### DESCRIPTION OF THE TASK
Which lines of the material contain the word "AsRef"? Show each one.

### INFORMATION SHOWN
//! Sprite pass: packs the project's sprites and derives the build from the atlas.

use std::collections::HashMap;
use std::fs;
use std::path::Path;

use crate::file::{KanimError, ReferenceKind};
use crate::hash::NameHasher;
use crate::model::{Build, Frame, Hashes, Sprite, Symbol};
use crate::packer::{PackedAtlas, TexturePacker};

use super::config::ProjectConfig;
use super::naming::split_frame;
use super::project::ScmlProject;

/// Output of the sprite pass.
#[derive(Debug, Clone)]
pub struct ProjectBuild {
	/// Symbols and frames
	pub build: Build,
	/// Build hash table
	pub hashes: Hashes,
	/// Packed atlas and placements, placements sorted by name
	pub atlas: PackedAtlas,
	/// Every sprite loaded from the project directory
	pub sprites: Vec<Sprite>,
}

/// Loads every top-level `*.png` in `dir`, sorted by file name.
///
/// Sprites are named after the file stem.
pub fn load_sprites(dir: impl AsRef<Path>) -> Result<Vec<Sprite>, KanimError> {
	let mut paths = Vec::new();
	for entry in fs::read_dir(dir)? {
		let path = entry?.path();
		if path.is_file() && path.extension().and_then(|e| e.to_str()).is_some_and(|e| e.eq_ignore_ascii_case("png")) {
			paths.push(path);
		}
	}
	paths.sort();

	let mut sprites = Vec::with_capacity(paths.len());
	for path in paths {
		let Some(name) = path.file_stem().and_then(|s| s.to_str()) else {
			log::warn!("Skipping sprite with non UTF-8 file name: {}", path.display());
			continue;
		};
		let image = image::open(&path)?.to_rgba8();
		sprites.push(Sprite::new(name, image));
	}
	Ok(sprites)
}

/// Loads the sprites in `sprite_dir` and runs [`pack_build`] over them.
pub fn decode_project(
	project: &ScmlProject,
	sprite_dir: impl AsRef<Path>,
	packer: &impl TexturePacker,
	hasher: &impl NameHasher,
	config: &ProjectConfig,
) -> Result<ProjectBuild, KanimError> {
	log::info!("Reading image files.");
	let sprites = load_sprites(sprite_dir)?;

	log::info!("Reading build info.");
	let (build, hashes, atlas) = pack_build(project, &sprites, packer, hasher, config)?;
	Ok(ProjectBuild {
		build,
		hashes,
		atlas,
		sprites,
	})
}

/// Packs `sprites` and builds one symbol per sprite base name.
///
/// Placements are sorted by name so frames of one symbol are adjacent. Sprites
/// that the project folder does not list are skipped with a warning and do not
/// count towards the build's symbols or frames.
pub fn pack_build(
	project: &ScmlProject,
	sprites: &[Sprite],
	packer: &impl TexturePacker,
	hasher: &impl NameHasher,
	config: &ProjectConfig,
) -> Result<(Build, Hashes, PackedAtlas), KanimError> {
	let mut atlas = packer.pack(sprites)?;
	atlas.placements.sort_by(|a, b| a.name.cmp(&b.name));

	let atlas_w = atlas.image.width() as f32;
	let atlas_h = atlas.image.height() as f32;

	let mut hash_cache: HashMap<String, i32> = HashMap::new();
	let mut symbols: Vec<(String, Symbol)> = Vec::new();

	for placement in &atlas.placements {
		let (base_name, index) = split_frame(&placement.name);

		if symbols.last().is_none_or(|(last, _)| last != base_name) {
			let hash = *hash_cache.entry(base_name.to_string()).or_insert_with(|| hasher.hash(base_name));
			symbols.push((base_name.to_string(), Symbol::new(hash, hash, 0, 0, Vec::new())));
		}

		let key = format!("{base_name}_{index}");
		let Some(file) = project.sprite(&key) else {
			log::warn!(
				"{}; the sprite \"{key}\" is not used in the project. Skipping.",
				KanimError::missing(ReferenceKind::SpritePivot, &key)
			);
			continue;
		};

		let pivot_width = placement.width as f32 * 2.0;
		let pivot_height = placement.height as f32 * 2.0;
		let frame = Frame {
			source_frame_num: index,
			duration: 1,
			build_image_index: 0,
			pivot_x: -(file.pivot_x - 0.5) * pivot_width,
			pivot_y: (file.pivot_y - 0.5) * pivot_height,
			pivot_width,
			pivot_height,
			x1: placement.x as f32 / atlas_w,
			y1: placement.y as f32 / atlas_h,
			x2: (placement.x + placement.width) as f32 / atlas_w,
			y2: (placement.y + placement.height) as f32 / atlas_h,
			time: 0,
		};

		if let Some((_, symbol)) = symbols.last_mut() {
			symbol.push_frame(frame);
		}
	}

	let mut hashes = Hashes::new();
	let mut kept = Vec::with_capacity(symbols.len());
	for (name, symbol) in symbols {
		if symbol.frame_count() == 0 {
			log::debug!("dropping symbol \"{name}\": none of its frames are used");
			continue;
		}
		hashes.insert(symbol.hash, name);
		kept.push(symbol);
	}

	let build = Build::new(config.build_version, project.entity_name()?, kept);
	log::info!("build \"{}\": {} symbols, {} frames", build.name, build.symbol_count(), build.frame_count());

	Ok((build, hashes, atlas))
}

### RESULT FOR THIS EXERCISE
pub fn load_sprites(dir: impl AsRef<Path>) -> Result<Vec<Sprite>, KanimError> {
	sprite_dir: impl AsRef<Path>,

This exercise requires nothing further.